In this article, Wendy S. Loughlin tells us about the results of a recent poll of first ladies. And discusses possible reasons why Jane Pierce came last in the poll and Eleanor Roosevelt first. 

 

Eleanor Roosevelt and Jane Pierce walk into a bar…

Well, maybe not. While Eleanor Roosevelt would have been more than comfortable walking into a bar (or a coal mine) and talking with whomever she met, Jane Pierce probably would have preferred to spend her time in isolation. Which, during her first two years as first lady, she did. 

 A portrait of Jane Pierce.

A portrait of Jane Pierce.


It comes as no surprise that Eleanor Roosevelt takes the top spot in a recent ranking of first ladies. She always has. The ranking, based on a survey of historians, scholars and political scientists, has been conducted five times in the past 31 years. It evaluates first ladies based on 10 criteria: background; value to the country; being the White House steward; courage; accomplishments; integrity; leadership; being her own woman; public image; and value to the president.

Jane Pierce, wife of 14th president Franklin Pierce, comes in last.

You’d be hard-pressed to find a sentient American adult who isn’t aware of Eleanor Roosevelt and the multitude of reasons she is considered the best first lady. But most people don’t know much - or perhaps anything - about Jane Pierce, and why history does not look kindly on her.

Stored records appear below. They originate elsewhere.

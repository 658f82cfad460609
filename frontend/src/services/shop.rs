//! Wiring between the browser and the backend services.

use anyhow::Result;
use master_tailor_backend::backend::domain::{
    CredentialVerifier, NoCredentials, Page, StaticCredentials, DEFAULT_COMPLETION_DAYS,
};
use master_tailor_backend::{Backend, BackendDependencies};
use std::rc::Rc;
use std::sync::Arc;
use yew::Properties;

use super::logging::Logger;
use super::sink::LeadGenSink;
use super::storage::BrowserStorage;

/// Admin credentials baked in at build time; with either missing, every
/// login is rejected
fn credential_verifier() -> Arc<dyn CredentialVerifier> {
    match (
        option_env!("TAILOR_ADMIN_USERNAME"),
        option_env!("TAILOR_ADMIN_PASSWORD"),
    ) {
        (Some(username), Some(password)) => Arc::new(StaticCredentials::new(username, password)),
        _ => {
            Logger::warn_with_component("shop", "No admin credentials were configured at build time");
            Arc::new(NoCredentials)
        }
    }
}

/// Build the backend over this browser profile's storage
pub fn open_shop() -> Result<ShopHandle> {
    let backend = Backend::new(BackendDependencies {
        local_store: Arc::new(BrowserStorage::local()),
        session_store: Arc::new(BrowserStorage::session()),
        sink: Some(Arc::new(LeadGenSink)),
        verifier: credential_verifier(),
        default_completion_days: DEFAULT_COMPLETION_DAYS,
    })?;
    Ok(ShopHandle(Rc::new(backend)))
}

/// Shared backend handed to every page component
#[derive(Clone)]
pub struct ShopHandle(pub Rc<Backend>);

impl PartialEq for ShopHandle {
    fn eq(&self, other: &Self) -> bool {
        Rc::ptr_eq(&self.0, &other.0)
    }
}

impl std::ops::Deref for ShopHandle {
    type Target = Backend;

    fn deref(&self) -> &Backend {
        &self.0
    }
}

#[derive(Properties, Clone, PartialEq)]
pub struct PageProps {
    pub shop: ShopHandle,
}

/// Full page load of `page`
pub fn navigate(page: Page) {
    if let Err(e) = gloo::utils::window().location().set_href(page.path()) {
        Logger::error_with_component("router", &format!("Failed to navigate to {}: {:?}", page.path(), e));
    }
}

/// A query string parameter of the current URL
pub fn query_param(name: &str) -> Option<String> {
    let search = gloo::utils::window().location().search().ok()?;
    let params = web_sys::UrlSearchParams::new_with_str(&search).ok()?;
    params.get(name).filter(|value| !value.is_empty())
}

Jane Pierce did not attend her husband’s inauguration in March 1853, nor did she preside over any inaugural balls, because there were none. Franklin Pierce moved into the White House directly following his swearing-in, but his wife took more than two weeks to join him there, and would inhabit the place almost like a ghost for the four years of his administration. The author Nathaniel Hawthorne, a close friend of Franklin Pierce, once referred to her as “that death head in the White House.”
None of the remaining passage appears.